(Your task) Find every line in the records below that holds the word "budget" and copy it.

_ _ _ _ _

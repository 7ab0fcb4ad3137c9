//! Two-level chunking with token validation.
//!
//! Level 1 ([`macro_chunks`]) groups paragraphs into large structurally
//! coherent blocks under a token budget. Level 2 ([`FineChunker`]) splits
//! each block into embedding-sized chunks with overlap, using one of three
//! tiers fixed at run start. [`validate_chunks`] enforces the hard model
//! ceiling by recursive halving and drops degenerate chunks.
//!
//! Chunk indices are finalized once per file by [`finalize_indices`]:
//! contiguous from 0, with a constant `total_chunks`.

use crate::config::{ChunkStrategy, ChunkingConfig};
use crate::models::{FineChunk, MacroBlock};
use crate::normalize::has_char_diversity;
use crate::tokens::{count_tokens, word_weight, CHARS_PER_TOKEN};

/// Window size for the character-window tier.
const CHAR_WINDOW: usize = 1000;

/// Result of chunking one document.
#[derive(Debug)]
pub struct ChunkOutcome {
    pub chunks: Vec<FineChunk>,
    /// Chunks removed by the validator (too small or degenerate).
    pub dropped: usize,
}

/// Level-1 chunking: accumulate paragraphs into blocks of up to
/// `macro_tokens` tokens. A single paragraph is never split here, even when
/// it alone exceeds the budget; the validator repairs oversized output
/// downstream. The character-window tier has no notion of structure, so it
/// degrades to one block for the whole document.
pub fn macro_chunks(text: &str, macro_tokens: usize, strategy: ChunkStrategy) -> Vec<MacroBlock> {
    if text.trim().is_empty() {
        return Vec::new();
    }

    if strategy == ChunkStrategy::CharWindow {
        tracing::debug!("structural chunking unavailable, whole document as one block");
        return vec![MacroBlock {
            index: 0,
            text: text.trim().to_string(),
            token_count: count_tokens(text),
        }];
    }

    let mut blocks: Vec<MacroBlock> = Vec::new();
    let mut current = String::new();
    let mut current_tokens = 0usize;

    let mut close = |current: &mut String, current_tokens: &mut usize| {
        if !current.is_empty() {
            blocks.push(MacroBlock {
                index: blocks.len(),
                text: std::mem::take(current),
                token_count: *current_tokens,
            });
            *current_tokens = 0;
        }
    };

    for para in text.split("\n\n") {
        let para = para.trim();
        if para.is_empty() {
            continue;
        }
        let para_tokens = count_tokens(para);

        if !current.is_empty() && current_tokens + para_tokens > macro_tokens {
            close(&mut current, &mut current_tokens);
        }

        if !current.is_empty() {
            current.push_str("\n\n");
        }
        current.push_str(para);
        current_tokens += para_tokens;
    }
    close(&mut current, &mut current_tokens);

    blocks
}

/// Level-2 chunker. The tier is fixed at construction so a whole run
/// chunks deterministically.
pub struct FineChunker {
    strategy: ChunkStrategy,
    fine_tokens: usize,
    overlap_tokens: usize,
}

impl FineChunker {
    pub fn new(strategy: ChunkStrategy, fine_tokens: usize, overlap_tokens: usize) -> Self {
        Self {
            strategy,
            fine_tokens,
            overlap_tokens,
        }
    }

    /// Split one macro block into chunks tagged with the producing tier.
    /// Indices are placeholders until [`finalize_indices`] runs.
    pub fn chunk_block(&self, block: &MacroBlock) -> Vec<FineChunk> {
        let pieces = match self.strategy {
            ChunkStrategy::Semantic => self.assemble(semantic_units(&block.text, self.fine_tokens)),
            ChunkStrategy::TokenWindow => self.token_windows(&block.text),
            ChunkStrategy::CharWindow => self.char_windows(&block.text),
        };

        pieces
            .into_iter()
            .map(|(text, has_overlap)| {
                let token_count = count_tokens(&text);
                FineChunk {
                    chunk_index: 0,
                    total_chunks: 0,
                    semantic_block_index: block.index,
                    text,
                    token_count,
                    chunking_method: self.strategy.as_str(),
                    has_overlap,
                }
            })
            .collect()
    }

    /// Greedy accumulation of sentence units up to the target, each chunk
    /// seeded with the trailing words of its predecessor.
    fn assemble(&self, units: Vec<String>) -> Vec<(String, bool)> {
        let mut chunks: Vec<(String, bool)> = Vec::new();
        let mut carry: Vec<String> = Vec::new();
        let mut current: Vec<String> = Vec::new();
        let mut tokens = 0usize;

        let flush = |carry: &mut Vec<String>,
                     current: &mut Vec<String>,
                     chunks: &mut Vec<(String, bool)>| {
            if current.is_empty() {
                return;
            }
            let has_overlap = !carry.is_empty();
            let mut text = carry.join(" ");
            if !text.is_empty() {
                text.push(' ');
            }
            text.push_str(&current.join(" "));
            *carry = trailing_words(&text, self.overlap_tokens);
            chunks.push((text, has_overlap));
            current.clear();
        };

        for unit in units {
            let unit_tokens = count_tokens(&unit);
            if !current.is_empty() && tokens + unit_tokens > self.fine_tokens {
                flush(&mut carry, &mut current, &mut chunks);
                tokens = carry.iter().map(|w| word_weight(w)).sum();
            }
            tokens += unit_tokens;
            current.push(unit);
        }
        flush(&mut carry, &mut current, &mut chunks);

        chunks
    }

    /// Pure sliding window over whitespace words by token weight.
    fn token_windows(&self, text: &str) -> Vec<(String, bool)> {
        let words: Vec<&str> = text.split_whitespace().collect();
        if words.is_empty() {
            return Vec::new();
        }

        let mut chunks = Vec::new();
        let mut start = 0usize;

        while start < words.len() {
            let mut end = start;
            let mut tokens = 0usize;
            while end < words.len() {
                let w = word_weight(words[end]);
                if end > start && tokens + w > self.fine_tokens {
                    break;
                }
                tokens += w;
                end += 1;
            }

            chunks.push((words[start..end].join(" "), start > 0));

            if end >= words.len() {
                break;
            }

            // Step back far enough to carry ~overlap_tokens of context.
            let mut overlap_start = end;
            let mut overlap = 0usize;
            while overlap_start > start + 1 && overlap < self.overlap_tokens {
                overlap_start -= 1;
                overlap += word_weight(words[overlap_start]);
            }
            start = overlap_start.max(start + 1);
        }

        chunks
    }

    /// Fixed character windows, no token awareness.
    fn char_windows(&self, text: &str) -> Vec<(String, bool)> {
        let chars: Vec<char> = text.chars().collect();
        if chars.is_empty() {
            return Vec::new();
        }

        let overlap_chars = (self.overlap_tokens * CHARS_PER_TOKEN).min(CHAR_WINDOW / 2);
        let mut chunks = Vec::new();
        let mut start = 0usize;

        loop {
            let end = (start + CHAR_WINDOW).min(chars.len());
            let piece: String = chars[start..end].iter().collect();
            let piece = piece.trim();
            if !piece.is_empty() {
                chunks.push((piece.to_string(), start > 0));
            }
            if end == chars.len() {
                break;
            }
            start = end - overlap_chars;
        }

        chunks
    }
}

/// Split text into sentence-ish units: sentence terminators followed by
/// whitespace, or line breaks. Units longer than `max_tokens` are pre-split
/// at whitespace so greedy accumulation can always respect the target; a
/// single unbroken run gets a hard cut at the budget boundary.
fn semantic_units(text: &str, max_tokens: usize) -> Vec<String> {
    let mut raw_units: Vec<String> = Vec::new();
    let mut current = String::new();
    let mut chars = text.chars().peekable();

    while let Some(c) = chars.next() {
        if c == '\n' {
            push_unit(&mut raw_units, &mut current);
            continue;
        }
        current.push(c);
        if matches!(c, '.' | '!' | '?') {
            match chars.peek() {
                Some(next) if next.is_whitespace() => push_unit(&mut raw_units, &mut current),
                None => push_unit(&mut raw_units, &mut current),
                _ => {}
            }
        }
    }
    push_unit(&mut raw_units, &mut current);

    raw_units
        .into_iter()
        .flat_map(|unit| {
            if count_tokens(&unit) > max_tokens {
                word_windows(&unit, max_tokens)
            } else {
                vec![unit]
            }
        })
        .collect()
}

fn push_unit(units: &mut Vec<String>, current: &mut String) {
    let trimmed = current.trim();
    if !trimmed.is_empty() {
        units.push(trimmed.to_string());
    }
    current.clear();
}

/// Group whitespace words into consecutive windows of at most `target`
/// tokens each (every window holds at least one word).
fn word_windows(text: &str, target: usize) -> Vec<String> {
    let mut windows = Vec::new();
    let mut current: Vec<&str> = Vec::new();
    let mut tokens = 0usize;

    for word in text.split_whitespace() {
        let w = word_weight(word);
        if !current.is_empty() && tokens + w > target {
            windows.push(current.join(" "));
            current.clear();
            tokens = 0;
        }
        current.push(word);
        tokens += w;
    }
    if !current.is_empty() {
        windows.push(current.join(" "));
    }

    windows
}

/// The trailing words of a chunk totalling at least `overlap_tokens`.
fn trailing_words(text: &str, overlap_tokens: usize) -> Vec<String> {
    if overlap_tokens == 0 {
        return Vec::new();
    }
    let words: Vec<&str> = text.split_whitespace().collect();
    let mut tail: Vec<String> = Vec::new();
    let mut tokens = 0usize;
    for word in words.iter().rev() {
        if tokens >= overlap_tokens {
            break;
        }
        tokens += word_weight(word);
        tail.push((*word).to_string());
    }
    tail.reverse();
    tail
}

/// Recursively split text into pieces measuring at most `ceiling` tokens,
/// halving the target on each level. Every split strictly reduces token
/// count, so recursion terminates; a single word that cannot be split is
/// the terminal case and is returned as-is.
pub fn split_to_ceiling(text: &str, ceiling: usize) -> Vec<String> {
    if count_tokens(text) <= ceiling {
        return vec![text.to_string()];
    }
    let target = (ceiling / 2).max(1);
    let windows = word_windows(text, target);
    if windows.len() <= 1 {
        return windows;
    }
    windows
        .into_iter()
        .flat_map(|w| split_to_ceiling(&w, ceiling))
        .collect()
}

/// Outcome of validation over a file's raw chunks.
#[derive(Debug)]
pub struct ValidationOutcome {
    pub chunks: Vec<FineChunk>,
    pub dropped: usize,
}

/// Enforce the hard token ceiling and drop degenerate chunks.
///
/// Oversized chunks are re-chunked by [`split_to_ceiling`] and tagged
/// `"rechunk"`. Chunks under `min_chunk_tokens` or without enough character
/// diversity (binary leakage guard) are dropped and counted.
pub fn validate_chunks(
    raw: Vec<FineChunk>,
    max_model_tokens: usize,
    min_chunk_tokens: usize,
) -> ValidationOutcome {
    let mut chunks: Vec<FineChunk> = Vec::new();
    let mut dropped = 0usize;

    let mut keep = |chunk: FineChunk, chunks: &mut Vec<FineChunk>, dropped: &mut usize| {
        if chunk.token_count < min_chunk_tokens {
            tracing::debug!(tokens = chunk.token_count, "dropping undersized chunk");
            *dropped += 1;
        } else if !has_char_diversity(&chunk.text) {
            tracing::debug!("dropping low-diversity chunk");
            *dropped += 1;
        } else {
            chunks.push(chunk);
        }
    };

    for chunk in raw {
        if chunk.token_count <= max_model_tokens {
            keep(chunk, &mut chunks, &mut dropped);
            continue;
        }

        tracing::warn!(
            tokens = chunk.token_count,
            ceiling = max_model_tokens,
            "chunk exceeds model ceiling, re-chunking"
        );
        for piece in split_to_ceiling(&chunk.text, max_model_tokens) {
            let token_count = count_tokens(&piece);
            if token_count > max_model_tokens {
                // Unsplittable terminal piece; embedding it would fail anyway.
                tracing::warn!(tokens = token_count, "unsplittable oversized piece dropped");
                dropped += 1;
                continue;
            }
            keep(
                FineChunk {
                    chunk_index: 0,
                    total_chunks: 0,
                    semantic_block_index: chunk.semantic_block_index,
                    text: piece,
                    token_count,
                    chunking_method: "rechunk",
                    has_overlap: false,
                },
                &mut chunks,
                &mut dropped,
            );
        }
    }

    ValidationOutcome { chunks, dropped }
}

/// Assign final per-file indices: contiguous from 0, constant total.
pub fn finalize_indices(chunks: &mut [FineChunk]) {
    let total = chunks.len();
    for (i, chunk) in chunks.iter_mut().enumerate() {
        chunk.chunk_index = i;
        chunk.total_chunks = total;
    }
}

/// Run the full Level-1 → Level-2 → validation path for one document.
pub fn chunk_document(
    text: &str,
    config: &ChunkingConfig,
    strategy: ChunkStrategy,
) -> ChunkOutcome {
    let blocks = macro_chunks(text, config.macro_tokens, strategy);
    let chunker = FineChunker::new(strategy, config.fine_tokens, config.overlap_tokens);

    let raw: Vec<FineChunk> = blocks
        .iter()
        .flat_map(|block| chunker.chunk_block(block))
        .collect();

    let outcome = validate_chunks(raw, config.max_model_tokens, config.min_chunk_tokens);
    let mut chunks = outcome.chunks;
    finalize_indices(&mut chunks);

    ChunkOutcome {
        chunks,
        dropped: outcome.dropped,
    }
}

_ _ _ _ _

(Result of this exercise)
//! coherent blocks under a token budget. Level 2 ([`FineChunker`]) splits
/// it alone exceeds the budget; the validator repairs oversized output
/// single unbroken run gets a hard cut at the budget boundary.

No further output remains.